Electrochemical Removal of Bacteria from Zinc Oxide Nanopillars Synthesized on Stainless Steel

Nanopillars are high aspect ratio nanoscale surface topographies that can serve a variety of applications. In many of these applications, nanopillars may come into direct contact with bacteria. Accumulation of bacterial biofouling may render the nanopillars ineffective. If nanopillar surfaces are intended to be reused, methods to remove bacterial debris or biofouling from the nanopillars are required. In this proof-of-concept study, we investigated an electrochemical treatment to remove biofouling from a model nanopillar surface: zinc oxide nanopillars synthesized on stainless steel (ZnOSS). We exposed ZnOSS coupons to Bacillus subtilis, Staphylococcus aureus, Escherichia coli, or Pseudomonas aeruginosa under various biofouling scenarios. Next, we subjected each coupon to an electrochemical treatment wherein the ZnOSS coupon acted as the working electrode. We found effectiveness of the electrochemical treatment was specific to the biofouling scenario and specific to the bacterial species. The treatment was effective at removing microcolonies of all species from ZnOSS in as little as 30 s, but it was completely ineffective against a concentrated accumulation of S. aureus biofouling such as that deposited from the coffee ring effect.

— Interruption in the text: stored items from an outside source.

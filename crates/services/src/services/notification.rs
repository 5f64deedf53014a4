//! Fire-and-forget user notifications.

use strum_macros::{Display, EnumString};
use tracing::{debug, error, info, warn};

#[derive(Debug, Clone, Copy, PartialEq, Eq, Display, EnumString)]
#[strum(serialize_all = "lowercase")]
pub enum NotificationStatus {
    Success,
    Info,
    Warning,
    Error,
}

#[derive(Debug, Clone, PartialEq, Eq)]
pub struct Notification {
    pub status: NotificationStatus,
    pub title: String,
    pub description: Option<String>,
}

impl Notification {
    pub fn new(status: NotificationStatus, title: impl Into<String>) -> Self {
        Self {
            status,
            title: title.into(),
            description: None,
        }
    }

    pub fn success(title: impl Into<String>) -> Self {
        Self::new(NotificationStatus::Success, title)
    }

    pub fn error(title: impl Into<String>) -> Self {
        Self::new(NotificationStatus::Error, title)
    }

    pub fn with_description(mut self, description: impl Into<String>) -> Self {
        self.description = Some(description.into());
        self
    }
}

/// Best-effort side channel. No return value and no ordering guarantee.
pub trait Notifier: Send + Sync {
    fn notify(&self, notification: Notification);
}

/// Records every notification through `tracing` and optionally mirrors it to
/// the desktop notification center.
#[derive(Debug, Clone, Default)]
pub struct NotificationService {
    desktop: bool,
}

impl NotificationService {
    pub fn new(desktop: bool) -> Self {
        Self { desktop }
    }

    fn show_desktop(notification: Notification) {
        let body = notification.description.unwrap_or_default();
        if let Err(e) = notify_rust::Notification::new()
            .appname("CriticalAsset")
            .summary(&notification.title)
            .body(&body)
            .show()
        {
            debug!(error = %e, "Desktop notification failed");
        }
    }
}

impl Notifier for NotificationService {
    fn notify(&self, notification: Notification) {
        let description = notification.description.as_deref().unwrap_or_default();
        match notification.status {
            NotificationStatus::Success | NotificationStatus::Info => {
                info!(status = %notification.status, description, "{}", notification.title)
            }
            NotificationStatus::Warning => {
                warn!(description, "{}", notification.title)
            }
            NotificationStatus::Error => {
                error!(description, "{}", notification.title)
            }
        }

        if self.desktop {
            // show() blocks on the notification daemon
            match tokio::runtime::Handle::try_current() {
                Ok(handle) => {
                    handle.spawn_blocking(move || Self::show_desktop(notification));
                }
                Err(_) => Self::show_desktop(notification),
            }
        }
    }
}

The mechanism of biofouling removal during the treatment could be attributed to a combination of bubbles produced at the surface, which lifted off attached bacteria, as well as the presence of antibacterial oxidants generated during electrolysis. Overall, our findings suggest that the proposed electrochemical treatment would be ill-suited to restore zinc oxide nanopillars that are heavily contaminated but could be compatible for applications in which nanopillars are cleaned after exposure to low concentrations of bacteria.